1295 Deflotte

Discovery
- Discovered by: L. Boyer
- Discovery site: Algiers Obs.
- Discovery date: 25 November 1933

Designations
- Named after: Deflotte (discoverer's nephew)
- Alternative designations: 1933 WD · 1932 RE 1938 QF · 1939 VN 1941 CE · 1947 CA 1951 TV · 1963 TU
- Minor planet category: main-belt · (outer)

Orbital characteristics
- Epoch 4 September 2017 (JD 2458000.5)
- Uncertainty parameter 0
- Observation arc: 83.61 yr (30,538 days)
- Aphelion: 3.8043 AU
- Perihelion: 2.9788 AU
- Semi-major axis: 3.3916 AU
- Eccentricity: 0.1217
- Orbital period (sidereal): 6.25 yr (2,281 days)
- Mean anomaly: 131.90°
- Mean motion: 0° 9^{m} 28.08^{s} / day
- Inclination: 2.8858°
- Longitude of ascending node: 185.08°
- Argument of perihelion: 275.34°

Physical characteristics
- Dimensions: 45.67±1.36 km 47.407±0.221 km 47.99 km (derived) 48.03±1.8 km 48.68±16.05 km 49.07±18.00 km 51.048±0.525 km
- Synodic rotation period: 14.64±0.05 h
- Geometric albedo: 0.0390±0.0079 0.04±0.02 0.04±0.03 0.0402 (derived) 0.0441±0.004 0.046±0.014 0.049±0.003
- Spectral type: C
- Absolute magnitude (H): 10.60 · 10.70 · 10.84±0.20 · 10.93

= 1295 Deflotte =

Asteroid

1295 Deflotte, provisional designation , is a carbonaceous asteroid from the outer regions of the asteroid belt, approximately 48 kilometers in diameter. It was discovered on 25 November 1933, by French astronomer Louis Boyer at the Algiers Observatory in Algeria, North Africa. The asteroid was named after the discoverer's nephew.

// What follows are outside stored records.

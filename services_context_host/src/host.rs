//! Context publication and subscription

use crate::config::HostConfig;
use crate::frame::{ContextFrame, HostId};
use context_types::{decode, ContextError, EditorContext, ValidationPolicy};
use editor_state::EditorState;
use thiserror::Error;
use tokio::sync::watch;
use tracing::{debug, warn};

/// Context host error types
#[derive(Debug, Error, Clone, PartialEq, Eq)]
pub enum HostError {
    #[error("Snapshot rejected: {0}")]
    Rejected(#[from] ContextError),

    #[error("Context host closed")]
    Closed,
}

/// Context host service
///
/// Publishes whole snapshots. Only the latest frame is retained, so a slow
/// subscriber skips superseded snapshots instead of queueing them.
#[derive(Debug)]
pub struct ContextHost {
    host_id: HostId,
    policy: ValidationPolicy,
    revision: u64,
    sender: watch::Sender<Option<ContextFrame>>,
}

impl ContextHost {
    pub fn new(config: &HostConfig) -> Self {
        let (sender, _) = watch::channel(None);
        Self {
            host_id: HostId::new(),
            policy: config.policy,
            revision: 0,
            sender,
        }
    }

    pub fn host_id(&self) -> HostId {
        self.host_id
    }

    pub fn policy(&self) -> ValidationPolicy {
        self.policy
    }

    /// Revision of the latest frame, 0 before the first publish
    pub fn revision(&self) -> u64 {
        self.revision
    }

    pub fn latest(&self) -> Option<ContextFrame> {
        self.sender.borrow().clone()
    }

    pub fn subscriber_count(&self) -> usize {
        self.sender.receiver_count()
    }

    pub fn subscribe(&self) -> ContextSubscriber {
        ContextSubscriber {
            receiver: self.sender.subscribe(),
            last_seen: 0,
        }
    }

    /// Validates and publishes a snapshot, returning its revision
    ///
    /// Under the strict policy an inconsistent snapshot is rejected and
    /// nothing is published.
    pub fn publish(&mut self, context: EditorContext) -> Result<u64, HostError> {
        let context = self.validate(context)?;
        Ok(self.commit(context))
    }

    /// Decodes a wire snapshot and publishes it
    pub fn publish_encoded(&mut self, bytes: &[u8]) -> Result<u64, HostError> {
        let context = decode(bytes)?;
        self.publish(context)
    }

    pub fn publish_state(&mut self, state: &EditorState) -> Result<u64, HostError> {
        self.publish(state.snapshot())
    }

    /// Publishes only if the snapshot differs from the latest frame
    ///
    /// The comparison uses the snapshot as it would be published, after the
    /// policy ran. Returns `None` when the publish was skipped.
    pub fn publish_if_changed(&mut self, context: EditorContext) -> Result<Option<u64>, HostError> {
        let context = self.validate(context)?;
        let fingerprint = context.fingerprint();
        let unchanged = self
            .sender
            .borrow()
            .as_ref()
            .is_some_and(|frame| frame.context.fingerprint() == fingerprint);
        if unchanged {
            debug!(host = %self.host_id, revision = self.revision, "snapshot unchanged, skipped");
            return Ok(None);
        }
        Ok(Some(self.commit(context)))
    }

    fn validate(&self, context: EditorContext) -> Result<EditorContext, HostError> {
        let validated = match self.policy.enforce(context) {
            Ok(validated) => validated,
            Err(err) => {
                warn!(host = %self.host_id, policy = %self.policy, reason = %err, "rejected snapshot");
                return Err(err.into());
            }
        };
        if validated.was_repaired() {
            debug!(
                host = %self.host_id,
                repairs = validated.repairs.len(),
                "publishing repaired snapshot"
            );
        }
        Ok(validated.into_context())
    }

    fn commit(&mut self, context: EditorContext) -> u64 {
        self.revision += 1;
        let frame = ContextFrame::new(self.host_id, self.revision, context);
        self.sender.send_replace(Some(frame));
        debug!(host = %self.host_id, revision = self.revision, "published context");
        self.revision
    }
}

/// Receiving side of a context host
///
/// Remembers the last revision it handed out, so every frame is observed
/// at most once.
#[derive(Debug, Clone)]
pub struct ContextSubscriber {
    receiver: watch::Receiver<Option<ContextFrame>>,
    last_seen: u64,
}

impl ContextSubscriber {
    /// Latest published frame, whether seen or not
    pub fn current(&self) -> Option<ContextFrame> {
        self.receiver.borrow().clone()
    }

    pub fn has_update(&self) -> bool {
        self.receiver
            .borrow()
            .as_ref()
            .is_some_and(|frame| frame.revision > self.last_seen)
    }

    /// Takes the latest frame if it has not been seen yet
    pub fn try_next(&mut self) -> Option<ContextFrame> {
        let frame = self
            .receiver
            .borrow_and_update()
            .as_ref()
            .filter(|frame| frame.revision > self.last_seen)
            .cloned()?;
        self.last_seen = frame.revision;
        Some(frame)
    }

    /// Waits for a frame newer than the last one seen
    ///
    /// An unseen frame is returned even after the host is gone; after that
    /// the call fails with [`HostError::Closed`].
    pub async fn changed(&mut self) -> Result<ContextFrame, HostError> {
        loop {
            if let Some(frame) = self.try_next() {
                return Ok(frame);
            }
            self.receiver
                .changed()
                .await
                .map_err(|_| HostError::Closed)?;
        }
    }
}

#[cfg(test)]
mod tests {
    use super::*;
    use context_types::{BufferEntry, EditorMode, Inconsistency, TerminalSize};
    use std::collections::BTreeMap;

    fn consistent() -> EditorContext {
        let mut buffers = BTreeMap::new();
        buffers.insert("main".to_string(), BufferEntry::Unset);
        EditorContext::new(
            buffers,
            vec!["main".into()],
            "main",
            EditorMode::Normal,
            TerminalSize::new(80, 24),
            Vec::new(),
        )
    }

    fn hidden_focus() -> EditorContext {
        let mut buffers = BTreeMap::new();
        buffers.insert("main".to_string(), BufferEntry::Unset);
        buffers.insert("side".to_string(), BufferEntry::Unset);
        EditorContext::new(
            buffers,
            vec!["main".into()],
            "side",
            EditorMode::Normal,
            TerminalSize::new(80, 24),
            Vec::new(),
        )
    }

    #[test]
    fn test_new_host_is_empty() {
        let host = ContextHost::new(&HostConfig::default());
        assert_eq!(host.revision(), 0);
        assert!(host.latest().is_none());
        assert_eq!(host.subscriber_count(), 0);
        assert_eq!(host.policy(), ValidationPolicy::Strict);
    }

    #[test]
    fn test_revisions_start_at_one_and_increase() {
        let mut host = ContextHost::new(&HostConfig::default());
        assert_eq!(host.publish(consistent()).unwrap(), 1);
        assert_eq!(host.publish(consistent()).unwrap(), 2);

        let latest = host.latest().unwrap();
        assert_eq!(latest.revision, 2);
        assert_eq!(latest.host_id, host.host_id());
    }

    #[test]
    fn test_strict_rejection_publishes_nothing() {
        let mut host = ContextHost::new(&HostConfig::default());
        host.publish(consistent()).unwrap();

        let err = host.publish(hidden_focus()).unwrap_err();
        assert_eq!(
            err,
            HostError::Rejected(ContextError::InconsistentContext(vec![
                Inconsistency::FocusNotShown {
                    focus: "side".into()
                }
            ]))
        );
        assert_eq!(host.revision(), 1);
        assert_eq!(host.latest().unwrap().context.focus_buffer(), "main");
    }

    #[test]
    fn test_lenient_publishes_repaired() {
        let config = HostConfig::new().with_policy(ValidationPolicy::Lenient);
        let mut host = ContextHost::new(&config);
        host.publish(hidden_focus()).unwrap();

        let frame = host.latest().unwrap();
        assert_eq!(frame.context.focus_buffer(), "main");
        assert!(frame.context.is_consistent());
    }

    #[test]
    fn test_publish_encoded_rejects_malformed() {
        let mut host = ContextHost::new(&HostConfig::default());
        let err = host.publish_encoded(b"{\"buffers\": 3}").unwrap_err();
        assert!(matches!(err, HostError::Rejected(ContextError::MalformedContext { .. })));
        assert!(host.latest().is_none());
    }

    #[test]
    fn test_publish_if_changed_skips_duplicates() {
        let mut host = ContextHost::new(&HostConfig::default());
        assert_eq!(host.publish_if_changed(consistent()).unwrap(), Some(1));
        assert_eq!(host.publish_if_changed(consistent()).unwrap(), None);
        assert_eq!(host.publish_if_changed(EditorContext::empty()).unwrap(), Some(2));
    }

    #[test]
    fn test_publish_if_changed_compares_repaired_snapshot() {
        let config = HostConfig::new().with_policy(ValidationPolicy::Lenient);
        let mut host = ContextHost::new(&config);
        let mut subscriber = host.subscribe();

        assert_eq!(host.publish_if_changed(hidden_focus()).unwrap(), Some(1));
        assert_eq!(host.publish_if_changed(hidden_focus()).unwrap(), None);
        assert_eq!(host.publish_if_changed(hidden_focus()).unwrap(), None);
        assert_eq!(host.revision(), 1);

        // The repaired form of the snapshot is also unchanged
        let repaired = host.latest().unwrap().context.as_ref().clone();
        assert_eq!(host.publish_if_changed(repaired).unwrap(), None);

        assert_eq!(subscriber.try_next().unwrap().revision, 1);
        assert!(!subscriber.has_update());
    }

    #[test]
    fn test_publish_if_changed_strict_rejects_before_comparing() {
        let mut host = ContextHost::new(&HostConfig::default());
        host.publish(consistent()).unwrap();
        assert!(host.publish_if_changed(hidden_focus()).is_err());
        assert_eq!(host.revision(), 1);
    }

    #[test]
    fn test_subscriber_try_next() {
        let mut host = ContextHost::new(&HostConfig::default());
        let mut subscriber = host.subscribe();
        assert_eq!(host.subscriber_count(), 1);
        assert!(subscriber.try_next().is_none());
        assert!(!subscriber.has_update());

        host.publish(consistent()).unwrap();
        assert!(subscriber.has_update());
        assert_eq!(subscriber.try_next().unwrap().revision, 1);
        assert!(subscriber.try_next().is_none());
        assert!(!subscriber.has_update());

        // current() always shows the latest frame
        assert_eq!(subscriber.current().unwrap().revision, 1);
    }

    #[test]
    fn test_subscriber_skips_superseded_frames() {
        let mut host = ContextHost::new(&HostConfig::default());
        let mut subscriber = host.subscribe();

        host.publish(consistent()).unwrap();
        host.publish(EditorContext::empty()).unwrap();
        host.publish(consistent()).unwrap();

        let frame = subscriber.try_next().unwrap();
        assert_eq!(frame.revision, 3);
        assert!(subscriber.try_next().is_none());
    }

    #[test]
    fn test_late_subscriber_sees_latest() {
        let mut host = ContextHost::new(&HostConfig::default());
        host.publish(consistent()).unwrap();

        let mut subscriber = host.subscribe();
        assert!(subscriber.has_update());
        assert_eq!(subscriber.try_next().unwrap().revision, 1);
    }

    #[test]
    fn test_dropped_subscriber_is_released() {
        let host = ContextHost::new(&HostConfig::default());
        let subscriber = host.subscribe();
        let another = subscriber.clone();
        assert_eq!(host.subscriber_count(), 2);
        drop(subscriber);
        drop(another);
        assert_eq!(host.subscriber_count(), 0);
    }
}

== Orbit and classification ==

Deflotte is a non-family asteroid from the main belt's background population. It orbits the Sun in the outer main-belt at a distance of 3.0–3.8 AU once every 6 years and 3 months (2,281 days). Its orbit has an eccentricity of 0.12 and an inclination of 3° with respect to the ecliptic.

The asteroid was first identified as at Heidelberg Observatory in September 1932. The body's observation arc begins with its official discovery observation at Algiers in November 1933.

== Physical characteristics ==

Deflotte is an assumed carbonaceous C-type asteroid.

=== Rotation period ===

In September 2007, a rotational lightcurve of Deflotte was obtained from photometric observations by French amateur astronomer René Roy. Lightcurve analysis gave a rotation period of 14.64 hours with a brightness amplitude of 0.16 magnitude (U=2).

=== Diameter and albedo ===

According to the surveys carried out by the Infrared Astronomical Satellite IRAS, the Japanese Akari satellite and the NEOWISE mission of NASA's Wide-field Infrared Survey Explorer, Deflotte measures between 45.67 and 51.048 kilometers in diameter and its surface has an albedo between 0.0390 and 0.049. The Collaborative Asteroid Lightcurve Link derives an albedo of 0.0402 and a diameter of 47.99 kilometers based on an absolute magnitude of 10.7.

== Naming ==

This minor planet was named after Louis Boyer's nephew. The official naming citation was mentioned in The Names of the Minor Planets by Paul Herget in 1955 (H 118).